Magazine / Social Media Is Ruining Everything

Social Media Is Ruining Everything

Technology

Social media has completely transformed a range of our life experiences. Consider travel: It’s not just that dodging selfie sticks makes navigating attractions harder, but because tourists no longer even gaze at the monuments, piazzas, or works of art. Instead, they turn their backs and look at themselves on a screen.

The experience of art and history has been replaced with the experience of a digital representation of those things. We spend more time thinking about how other people will perceive our adventures than actually having them.

These days, the urge to check social media is stronger than the urge for sex—although both are driven by a need to connect. After food and shelter, our need to belong and feel positively connected to others is arguably the Number One predictor of well-being, happiness, health, and even longevity. Trying to connect in the virtual sphere, though, is actually counterproductive. Here are three ways virtual connection is ruining your real-life relationships:

1. You’ve lost the moment.

What do you do on social media? You share moments—moments of joy, of friendship, humor, and beauty. Ironically, by engaging with social media, you lose the moment. In your quest to connect virtually, you disconnect from your reality and the people in it.

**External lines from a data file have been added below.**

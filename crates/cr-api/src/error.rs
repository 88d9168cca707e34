use axum::{Json, http::StatusCode, response::IntoResponse};
use serde::Serialize;
use std::{borrow::Cow, future::Future};
use thiserror::Error;
use tracing::error;

use cr_common::catalog::CatalogError;
use cr_common::profile::QuestionBankError;
use cr_common::{InputError, PredictorError, RecommendError};

use crate::llm::LlmError;

tokio::task_local! {
    static REQUEST_ID: String;
}

fn sanitize_message(message: &str) -> String {
    const MAX_LEN: usize = 240;

    let mut cleaned = message
        .chars()
        .filter(|c| !c.is_control())
        .collect::<String>()
        .replace(['\n', '\r'], " ");

    cleaned = cleaned
        .split_whitespace()
        .map(|token| {
            if token.contains("://") {
                "[redacted-url]".to_string()
            } else if let Some((base, _)) = token.split_once('?') {
                if base.is_empty() {
                    "[redacted-query]".to_string()
                } else {
                    format!("{base}?[redacted]")
                }
            } else if token.starts_with('/') || token.contains('\\') {
                "[redacted-path]".to_string()
            } else {
                token.to_string()
            }
        })
        .collect::<Vec<_>>()
        .join(" ");

    if cleaned.len() > MAX_LEN {
        let mut cut = MAX_LEN;
        while !cleaned.is_char_boundary(cut) {
            cut -= 1;
        }
        cleaned.truncate(cut);
        cleaned.push('…');
    }

    if cleaned.trim().is_empty() {
        "unexpected error".to_string()
    } else {
        cleaned
    }
}

pub async fn with_request_id<Fut, T>(request_id: Option<String>, fut: Fut) -> T
where
    Fut: Future<Output = T>,
{
    if let Some(request_id) = request_id {
        REQUEST_ID.scope(request_id, fut).await
    } else {
        fut.await
    }
}

pub fn current_request_id() -> Option<String> {
    REQUEST_ID.try_with(|value| value.clone()).ok()
}

#[derive(Debug, Error)]
pub enum ApiError {
    #[error("not found: {0}")]
    NotFound(String),
    #[error("bad request: {0}")]
    BadRequest(String),
    #[error("conflict: {0}")]
    Conflict(String),
    #[error("too many requests: {0}")]
    TooManyRequests(String),
    #[error("service unavailable: {0}")]
    ServiceUnavailable(String),
    #[error("upstream error: {0}")]
    BadGateway(String),
    #[error("upstream timeout: {0}")]
    GatewayTimeout(String),
    #[error("internal server error: {0}")]
    Internal(String),
}

#[derive(Serialize)]
struct ErrorResponse {
    code: &'static str,
    message: String,
    request_id: Option<String>,
}

impl IntoResponse for ApiError {
    fn into_response(self) -> axum::response::Response {
        let status = self.status_code();
        let code = self.code();
        let request_id = current_request_id();

        error!(
            code,
            status = %status,
            request_id = request_id.as_deref().unwrap_or(""),
            error = %self,
            "api_error"
        );

        let body = Json(ErrorResponse {
            code,
            message: self.public_message().into_owned(),
            request_id,
        });

        (status, body).into_response()
    }
}

impl ApiError {
    fn code(&self) -> &'static str {
        match self {
            ApiError::BadRequest(_) => "bad_request",
            ApiError::NotFound(_) => "not_found",
            ApiError::Conflict(_) => "conflict",
            ApiError::TooManyRequests(_) => "too_many_requests",
            ApiError::ServiceUnavailable(_) => "service_unavailable",
            ApiError::BadGateway(_) => "bad_gateway",
            ApiError::GatewayTimeout(_) => "gateway_timeout",
            ApiError::Internal(_) => "internal_error",
        }
    }

    fn public_message(&self) -> Cow<'static, str> {
        match self {
            ApiError::BadRequest(msg) => Cow::Owned(sanitize_message(msg)),
            ApiError::NotFound(msg) => Cow::Owned(sanitize_message(msg)),
            ApiError::Conflict(msg) => Cow::Owned(sanitize_message(msg)),
            ApiError::ServiceUnavailable(msg) => Cow::Owned(sanitize_message(msg)),
            ApiError::TooManyRequests(_) => Cow::Borrowed("too many requests"),
            ApiError::BadGateway(_) => Cow::Borrowed("upstream service failed"),
            ApiError::GatewayTimeout(_) => Cow::Borrowed("upstream service timed out"),
            ApiError::Internal(_) => Cow::Borrowed("internal server error"),
        }
    }

    pub fn status_code(&self) -> StatusCode {
        match self {
            ApiError::BadRequest(_) => StatusCode::BAD_REQUEST,
            ApiError::NotFound(_) => StatusCode::NOT_FOUND,
            ApiError::Conflict(_) => StatusCode::CONFLICT,
            ApiError::TooManyRequests(_) => StatusCode::TOO_MANY_REQUESTS,
            ApiError::ServiceUnavailable(_) => StatusCode::SERVICE_UNAVAILABLE,
            ApiError::BadGateway(_) => StatusCode::BAD_GATEWAY,
            ApiError::GatewayTimeout(_) => StatusCode::GATEWAY_TIMEOUT,
            ApiError::Internal(_) => StatusCode::INTERNAL_SERVER_ERROR,
        }
    }
}

impl From<InputError> for ApiError {
    fn from(value: InputError) -> Self {
        ApiError::BadRequest(value.to_string())
    }
}

impl From<RecommendError> for ApiError {
    fn from(value: RecommendError) -> Self {
        match value {
            RecommendError::Input(err) => err.into(),
            other => ApiError::Internal(other.to_string()),
        }
    }
}

impl From<PredictorError> for ApiError {
    fn from(value: PredictorError) -> Self {
        match value {
            PredictorError::ModelNotTrained(_) | PredictorError::TrainingInProgress(_) => {
                ApiError::Conflict(value.to_string())
            }
            PredictorError::Unavailable(_) => ApiError::ServiceUnavailable(value.to_string()),
            PredictorError::Training(_) | PredictorError::Persistence(_) => {
                ApiError::Internal(value.to_string())
            }
        }
    }
}

impl From<LlmError> for ApiError {
    fn from(value: LlmError) -> Self {
        match value {
            LlmError::Timeout(_) => ApiError::GatewayTimeout(value.to_string()),
            LlmError::MissingApiKey(_) => ApiError::ServiceUnavailable(value.to_string()),
            other => ApiError::BadGateway(other.to_string()),
        }
    }
}

impl From<CatalogError> for ApiError {
    fn from(value: CatalogError) -> Self {
        match value {
            CatalogError::Empty => ApiError::ServiceUnavailable(value.to_string()),
            other => ApiError::Internal(other.to_string()),
        }
    }
}

impl From<QuestionBankError> for ApiError {
    fn from(value: QuestionBankError) -> Self {
        ApiError::Internal(value.to_string())
    }
}

#[cfg(test)]
mod tests {
    use http_body_util::BodyExt;
    use serde_json::Value;

    use super::*;
    use cr_common::predictor::ModelKind;

    #[tokio::test]
    async fn includes_request_id_in_response_body_when_present() {
        let err = ApiError::Internal("boom".into());
        let response = with_request_id(Some("req-123".into()), async { err.into_response() }).await;

        let (parts, body) = response.into_parts();
        assert_eq!(parts.status, StatusCode::INTERNAL_SERVER_ERROR);
        let bytes = body.collect().await.unwrap().to_bytes();
        let json: Value = serde_json::from_slice(&bytes).unwrap();
        assert_eq!(json["request_id"], "req-123");
        assert_eq!(json["message"], "internal server error");
    }

    #[test]
    fn sanitize_redacts_paths_and_urls() {
        let cleaned = sanitize_message("read /etc/models/neural.json via https://host/x failed");

        assert_eq!(cleaned, "read [redacted-path] via [redacted-url] failed");
    }

    #[test]
    fn sanitize_truncates_on_char_boundary() {
        let cleaned = sanitize_message(&"á".repeat(300));

        assert!(cleaned.ends_with('…'));
        assert!(cleaned.len() <= 240 + '…'.len_utf8());
    }

    #[test]
    fn engine_errors_map_to_status_codes() {
        assert_eq!(
            ApiError::from(InputError::InvalidCode("XX".into())).status_code(),
            StatusCode::BAD_REQUEST
        );
        assert_eq!(
            ApiError::from(PredictorError::TrainingInProgress(ModelKind::Forest)).status_code(),
            StatusCode::CONFLICT
        );
        assert_eq!(
            ApiError::from(PredictorError::Unavailable("off".into())).status_code(),
            StatusCode::SERVICE_UNAVAILABLE
        );
        assert_eq!(
            ApiError::from(RecommendError::NoPrediction("none".into())).status_code(),
            StatusCode::INTERNAL_SERVER_ERROR
        );
        assert_eq!(
            ApiError::from(LlmError::Timeout(std::time::Duration::from_secs(3))).status_code(),
            StatusCode::GATEWAY_TIMEOUT
        );
        assert_eq!(
            ApiError::from(LlmError::EmptyResponse).status_code(),
            StatusCode::BAD_GATEWAY
        );
    }

    #[test]
    fn broken_question_bank_is_internal() {
        let err = cr_common::profile::QuestionBank::parse("{", "[]").unwrap_err();

        let api = ApiError::from(err);

        assert_eq!(api.status_code(), StatusCode::INTERNAL_SERVER_ERROR);
        assert_eq!(api.public_message(), "internal server error");
    }
}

You lose the experience of happiness in the process of trying to refine your smile for public consumption. Your attachment to positive reinforcement through likes and comments will keep you detached.

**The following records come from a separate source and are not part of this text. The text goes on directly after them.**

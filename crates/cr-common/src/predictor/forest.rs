//! Bagged CART trees (Gini impurity, random feature subsets per split).

use rand::Rng;
use rand::seq::index::sample;
use serde::{Deserialize, Serialize};

use super::PredictorError;
use crate::features::{FEATURE_DIM, FeatureVector};

#[derive(Debug, Clone, PartialEq, Serialize, Deserialize)]
pub struct ForestParams {
    pub n_trees: usize,
    pub max_depth: usize,
    pub min_samples_split: usize,
    /// Features tried per split; `None` means `ceil(sqrt(FEATURE_DIM))`.
    pub max_features: Option<usize>,
}

impl Default for ForestParams {
    fn default() -> Self {
        Self {
            n_trees: 50,
            max_depth: 8,
            min_samples_split: 4,
            max_features: None,
        }
    }
}

#[derive(Debug, Clone, PartialEq, Serialize, Deserialize)]
enum Node {
    Leaf {
        distribution: Vec<f64>,
    },
    Split {
        feature: usize,
        threshold: f64,
        left: Box<Node>,
        right: Box<Node>,
    },
}

impl Node {
    fn distribution(&self, x: &[f64]) -> &[f64] {
        let mut node = self;
        loop {
            match node {
                Node::Leaf { distribution } => return distribution,
                Node::Split {
                    feature,
                    threshold,
                    left,
                    right,
                } => {
                    node = if x[*feature] <= *threshold { left } else { right };
                }
            }
        }
    }
}

struct TreeBuilder<'a> {
    samples: &'a [(FeatureVector, usize)],
    classes: usize,
    params: &'a ForestParams,
    max_features: usize,
}

fn gini(counts: &[usize], total: usize) -> f64 {
    if total == 0 {
        return 0.0;
    }
    let total = total as f64;
    1.0 - counts
        .iter()
        .map(|c| {
            let p = *c as f64 / total;
            p * p
        })
        .sum::<f64>()
}

impl TreeBuilder<'_> {
    fn counts(&self, indices: &[usize]) -> Vec<usize> {
        let mut counts = vec![0usize; self.classes];
        for &i in indices {
            counts[self.samples[i].1] += 1;
        }
        counts
    }

    fn leaf(&self, counts: &[usize], total: usize) -> Node {
        let distribution = counts
            .iter()
            .map(|c| *c as f64 / total.max(1) as f64)
            .collect();
        Node::Leaf { distribution }
    }

    fn build<R: Rng + ?Sized>(&self, indices: &mut [usize], depth: usize, rng: &mut R) -> Node {
        let counts = self.counts(indices);
        let total = indices.len();
        let parent_impurity = gini(&counts, total);

        if depth >= self.params.max_depth
            || total < self.params.min_samples_split
            || parent_impurity == 0.0
        {
            return self.leaf(&counts, total);
        }

        let Some((feature, threshold, impurity)) = self.best_split(indices, rng) else {
            return self.leaf(&counts, total);
        };
        if impurity >= parent_impurity {
            return self.leaf(&counts, total);
        }

        let (mut left, mut right) =
            partition(indices, |i| self.samples[i].0.as_slice()[feature] <= threshold);
        if left.is_empty() || right.is_empty() {
            return self.leaf(&counts, total);
        }

        Node::Split {
            feature,
            threshold,
            left: Box::new(self.build(&mut left, depth + 1, rng)),
            right: Box::new(self.build(&mut right, depth + 1, rng)),
        }
    }

    /// Best (feature, threshold, weighted child impurity) over a random feature subset.
    fn best_split<R: Rng + ?Sized>(
        &self,
        indices: &mut [usize],
        rng: &mut R,
    ) -> Option<(usize, f64, f64)> {
        let total = indices.len();
        let mut best: Option<(usize, f64, f64)> = None;

        for feature in sample(rng, FEATURE_DIM, self.max_features).into_iter() {
            let value = |i: usize| self.samples[i].0.as_slice()[feature];
            indices.sort_by(|a, b| {
                value(*a)
                    .partial_cmp(&value(*b))
                    .unwrap_or(std::cmp::Ordering::Equal)
            });

            let mut left = vec![0usize; self.classes];
            let mut right = self.counts(indices);

            for pos in 0..total - 1 {
                let label = self.samples[indices[pos]].1;
                left[label] += 1;
                right[label] -= 1;

                let (current, next) = (value(indices[pos]), value(indices[pos + 1]));
                if current == next {
                    continue;
                }

                let n_left = pos + 1;
                let n_right = total - n_left;
                let impurity = (n_left as f64 * gini(&left, n_left)
                    + n_right as f64 * gini(&right, n_right))
                    / total as f64;

                if best.is_none_or(|(_, _, score)| impurity < score) {
                    best = Some((feature, (current + next) / 2.0, impurity));
                }
            }
        }

        best
    }
}

fn partition(indices: &[usize], goes_left: impl Fn(usize) -> bool) -> (Vec<usize>, Vec<usize>) {
    indices.iter().partition(|i| goes_left(**i))
}

#[derive(Debug, Clone, PartialEq, Serialize, Deserialize)]
pub struct RandomForest {
    trees: Vec<Node>,
    classes: usize,
}

impl RandomForest {
    pub fn train<R: Rng + ?Sized>(
        samples: &[(FeatureVector, usize)],
        classes: usize,
        params: &ForestParams,
        rng: &mut R,
    ) -> Result<Self, PredictorError> {
        if samples.is_empty() || classes == 0 {
            return Err(PredictorError::Training("no samples to train on".into()));
        }
        if let Some((_, label)) = samples.iter().find(|(_, label)| *label >= classes) {
            return Err(PredictorError::Training(format!(
                "label index {label} out of range for {classes} classes"
            )));
        }

        let max_features = params
            .max_features
            .unwrap_or_else(|| (FEATURE_DIM as f64).sqrt().ceil() as usize)
            .clamp(1, FEATURE_DIM);
        let builder = TreeBuilder {
            samples,
            classes,
            params,
            max_features,
        };

        let trees = (0..params.n_trees.max(1))
            .map(|_| {
                let mut bootstrap: Vec<usize> = (0..samples.len())
                    .map(|_| rng.gen_range(0..samples.len()))
                    .collect();
                builder.build(&mut bootstrap, 0, rng)
            })
            .collect();

        Ok(Self { trees, classes })
    }

    /// Mean of the leaf class distributions reached in every tree.
    pub fn predict_proba(&self, features: &FeatureVector) -> Vec<f64> {
        let mut votes = vec![0.0; self.classes];
        for tree in &self.trees {
            for (vote, p) in votes.iter_mut().zip(tree.distribution(features.as_slice())) {
                *vote += p;
            }
        }
        let n = self.trees.len().max(1) as f64;
        votes.into_iter().map(|v| v / n).collect()
    }

    pub fn classes(&self) -> usize {
        self.classes
    }
}

#[cfg(test)]
mod tests {
    use rand::SeedableRng;
    use rand::rngs::StdRng;

    use super::*;

    fn threshold_samples() -> Vec<(FeatureVector, usize)> {
        let mut rng = StdRng::seed_from_u64(3);
        (0..300)
            .map(|_| {
                let mut f = [0.0; FEATURE_DIM];
                for v in f.iter_mut() {
                    *v = rng.gen_range(0.0..1.0);
                }
                let label = usize::from(f[9] > 0.5);
                (FeatureVector(f), label)
            })
            .collect()
    }

    #[test]
    fn fits_a_single_threshold() {
        let samples = threshold_samples();
        let forest = RandomForest::train(
            &samples,
            2,
            &ForestParams {
                max_features: Some(8),
                ..ForestParams::default()
            },
            &mut StdRng::seed_from_u64(11),
        )
        .unwrap();

        let mut high = [0.2; FEATURE_DIM];
        high[9] = 0.95;
        let mut low = [0.8; FEATURE_DIM];
        low[9] = 0.05;

        assert!(forest.predict_proba(&FeatureVector(high))[1] > 0.7);
        assert!(forest.predict_proba(&FeatureVector(low))[0] > 0.7);
    }

    #[test]
    fn distributions_sum_to_one() {
        let samples = threshold_samples();
        let forest = RandomForest::train(
            &samples,
            2,
            &ForestParams {
                n_trees: 5,
                ..ForestParams::default()
            },
            &mut StdRng::seed_from_u64(5),
        )
        .unwrap();

        let p = forest.predict_proba(&samples[0].0);

        assert!((p.iter().sum::<f64>() - 1.0).abs() < 1e-9);
    }

    #[test]
    fn pure_node_becomes_leaf() {
        let samples = vec![(FeatureVector([0.5; FEATURE_DIM]), 1); 10];
        let forest = RandomForest::train(
            &samples,
            3,
            &ForestParams {
                n_trees: 1,
                ..ForestParams::default()
            },
            &mut StdRng::seed_from_u64(0),
        )
        .unwrap();

        assert_eq!(
            forest.predict_proba(&samples[0].0),
            vec![0.0, 1.0, 0.0]
        );
    }

    #[test]
    fn gini_of_even_split_is_half() {
        assert!((gini(&[5, 5], 10) - 0.5).abs() < 1e-12);
        assert_eq!(gini(&[4, 0], 4), 0.0);
    }
}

We’re happiest when our mind is in the present moment, not when it’s wandering off somewhere. Truly savoring a positive experience—fully immersing yourself in it—enhances the experience and the happiness you derive from it. As soon as you pull out that selfie stick, you’ve lost it. You’ve effectively pressed Pause on the moment.

2. It’s addictive and self-absorbing.

Instead of deriving pleasure from your experiences and the people around you, you seek it—along with validation—from your phone. Your brain’s pleasure centers also respond positively to novelty, of which social media offers a constant stream via constant new interactions, new posts, and new pictures. Ironically, a tool meant to connect you with others makes you feel you isolated and obsessed over the appearance you’re making, the responses you’re getting, and the impressions you are giving. (Was what I wrote OK? Why aren’t more likes?) Authentically connecting with others has numerous benefits. Self-focus, on the other hand, is associated with anxiety and depression.

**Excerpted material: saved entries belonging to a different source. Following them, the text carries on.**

pub fn create_router(state: SharedState) -> Router {
    let cors = cors_layer(&state.config.cors_origins);

    let request_id_header = HeaderName::from_static("x-request-id");
    let trace_header = request_id_header.clone();

    let trace = TraceLayer::new_for_http().make_span_with(move |request: &Request<Body>| {
        let request_id = request
            .headers()
            .get(&trace_header)
            .and_then(|value| value.to_str().ok())
            .unwrap_or("");

        tracing::info_span!(
            "http_request",
            method = %request.method(),
            uri = %request.uri(),
            request_id = %request_id,
            status = tracing::field::Empty,
        )
    });

    let api_routes = Router::new()
        .route("/mbti/score", post(profile::score_mbti))
        .route("/mi/score", post(profile::score_mi))
        .route("/profile", post(profile::score_profile))
        .route("/profile/describe", post(profile::describe))
        .route("/questions/mbti", get(questions::mbti))
        .route("/questions/multiple-intelligence", get(questions::multiple_intelligence))
        .route("/recommendations", post(recommendations::recommend))
        .route("/recommendations/compare", post(recommendations::compare))
        .route("/careers", get(careers::list_careers))
        .route("/careers/locations", get(careers::locations))
        .route("/careers/universities", get(careers::universities))
        .route("/careers/names", get(careers::names))
        .route("/models/status", get(models::status))
        .route(
            "/models/:kind/train",
            post(models::train).route_layer(middleware::from_fn_with_state(
                state.clone(),
                train_rate_limit,
            )),
        )
        .route("/models/:kind/reset", post(models::reset))
        .route("/analysis", post(analysis::analyze));

    Router::new()
        .route("/health", get(health::readyz))
        .route("/livez", get(health::livez))
        .route("/readyz", get(health::readyz))
        .nest("/api", api_routes)
        .layer(middleware::from_fn_with_state(
            state.clone(),
            global_rate_limit,
        ))
        .layer(middleware::from_fn(attach_request_id_context))
        .layer(DefaultBodyLimit::max(256 * 1024))
        .layer(trace)
        .layer(PropagateRequestIdLayer::new(request_id_header.clone()))
        .layer(SetRequestIdLayer::new(
            request_id_header,
            MakeRequestUuid::default(),
        ))
        .layer(cors)
        .with_state(state)
}

/// Builds the engine the service routes to. Refuses an empty catalog.
pub fn build_engine(
    recommender: &RecommenderConfig,
) -> Result<(Arc<CareerCatalog>, Arc<RecommendationOrchestrator>), ApiError> {
    let catalog = match &recommender.catalog_path {
        Some(path) => CareerCatalog::load_json(path)?,
        None => CareerCatalog::with_defaults(),
    };
    catalog.ensure_not_empty()?;

    let catalog = Arc::new(catalog);
    let registry = Arc::new(PredictorRegistry::new(catalog.clone(), recommender));
    let orchestrator = Arc::new(RecommendationOrchestrator::new(catalog.clone(), registry));
    Ok((catalog, orchestrator))
}

fn load_questions(dir: Option<&std::path::Path>) -> Result<QuestionBank, ApiError> {
    let bank = match dir {
        Some(dir) => QuestionBank::load_dir(dir)?,
        None => QuestionBank::embedded()?,
    };
    Ok(bank)
}

/// Small, fast engine settings so tests can train on demand.
pub fn test_recommender_config() -> RecommenderConfig {
    let mut config = RecommenderConfig::default();
    config.training.num_samples = 200;
    config.training.seed = Some(17);
    config.training.neural.epochs = 5;
    config.training.forest.n_trees = 5;
    config
}

pub fn test_state() -> SharedState {
    test_state_with(test_recommender_config())
}

/// Test state over the default catalog with caller-chosen engine settings.
pub fn test_state_with(recommender: RecommenderConfig) -> SharedState {
    let catalog = Arc::new(CareerCatalog::with_defaults());
    let registry = Arc::new(PredictorRegistry::new(catalog.clone(), &recommender));
    let orchestrator = Arc::new(RecommendationOrchestrator::new(catalog.clone(), registry));
    let llm = LlmClient::new(LlmConfig::mock()).ok().map(Arc::new);
    let questions = Arc::new(QuestionBank::embedded().unwrap_or_default());

    Arc::new(AppState {
        catalog,
        orchestrator,
        recommender,
        config: AppConfig::for_tests(),
        llm,
        questions,
        rate_limits: default_rate_limits(),
        readiness: Arc::new(AtomicBool::new(true)),
    })
}

fn build_llm_client() -> Option<Arc<LlmClient>> {
    let config = LlmConfig::from_env();
    if !config.enabled {
        info!("llm analysis disabled");
        return None;
    }
    match LlmClient::new(config) {
        Ok(client) => {
            info!(provider = client.provider_name(), "llm analysis enabled");
            Some(Arc::new(client))
        }
        Err(err) => {
            warn!(error = %err, "llm analysis disabled");
            None
        }
    }
}

fn warm_models(state: &SharedState) {
    for kind in ModelKind::ALL {
        let state = state.clone();
        tokio::task::spawn_blocking(move || {
            let registry = state.registry();
            match registry.trainer().ensure_trained(registry.slot(kind)) {
                Ok(status) => info!(%kind, run_id = ?status.run_id, "model warm"),
                Err(err) => warn!(%kind, error = %err, "model warm-up failed"),
            }
        });
    }
}


pub async fn run() -> Result<(), ApiError> {
    dotenv().ok();
    init_tracing_subscriber(env!("CARGO_PKG_NAME"));
    install_tracing_panic_hook(env!("CARGO_PKG_NAME"));

    let cli = Cli::parse();
    let config = AppConfig::from_cli(cli)?;
    let recommender = RecommenderConfig::from_env();
    let (catalog, orchestrator) = build_engine(&recommender)?;
    let questions = Arc::new(load_questions(config.question_dir.as_deref())?);
    cr_metrics::init_metrics("CR_METRICS_PORT", 9464);

    let state = Arc::new(AppState {
        catalog: catalog.clone(),
        orchestrator,
        recommender,
        config: config.clone(),
        llm: build_llm_client(),
        questions,
        rate_limits: default_rate_limits(),
        readiness: Arc::new(AtomicBool::new(true)),
    });

    if config.warm_models {
        warm_models(&state);
    }

    let addr: SocketAddr = ([0, 0, 0, 0], config.port).into();
    let app = create_router(state.clone());

    info!(
        %addr,
        careers = catalog.len(),
        semantic = state.registry().semantic_available(),
        "cr-api listening"
    );

    let listener = tokio::net::TcpListener::bind(addr)
        .await
        .map_err(|err| ApiError::Internal(err.to_string()))?;

    let service = app.into_make_service_with_connect_info::<SocketAddr>();

    axum::serve(listener, service)
        .with_graceful_shutdown(shutdown_signal(state.clone()))
        .await
        .map_err(|err| ApiError::Internal(err.to_string()))?;

    Ok(())
}

async fn shutdown_signal(state: SharedState) {
    let ctrl_c = async {
        let _ = tokio::signal::ctrl_c().await;
    };

    #[cfg(unix)]
    let terminate = async {
        use tokio::signal::unix::{SignalKind, signal};
        if let Ok(mut sigterm) = signal(SignalKind::terminate()) {
            let _ = sigterm.recv().await;
        }
    };

    #[cfg(not(unix))]
    let terminate = std::future::pending::<()>();

    tokio::select! {
        _ = ctrl_c => {},
        _ = terminate => {},
    }

    state.readiness.store(false, Ordering::SeqCst);

    // Give load balancers a brief window to observe /readyz as not ready
    // before axum stops accepting new connections.
    tokio::time::sleep(SHUTDOWN_DRAIN_GRACE).await;
}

Instead of deriving pleasure from your experience—say, travel—your device becomes your main source of pleasure. Unwittingly, it makes you less connected and more narcissistic, and with that comes a roller coaster of emotional highs and lows caused by obsessive attention-seeking.

3. It’s actually harmful to relationships.

One study found that the mere presence of a cellphone while two people are talking interferes with their feelings of closeness, connection, and communication. We are profoundly social creatures wired to connect with others. We are exquisitely fine-tuned to understand people by internalizing the minutest changes in their body language and faces. We automatically mirror and mimic these movements, creating a sense of understanding toward the feelings of others. This is why you cringe when you see someone fall on the street or why you feel sad when you see someone’s eyes filling with tears.

If devices interfere with your conversations, you undermine your own ability to connect with others. You miss the flicker of emotion in your child’s eye, the look of exasperation on your partner’s face, or a friend’s attempt to share something meaningful with you. In theory, social media is designed to connect us. In reality, it acts as a barrier.

It’s fairly simple: Our impulse to broadcast our lives makes us miss out on them. So on your next vacation, leave your selfie stick at home, take your social media apps off your smartphone, and lose yourself in the experience. Then you might actually do something worth writing home about.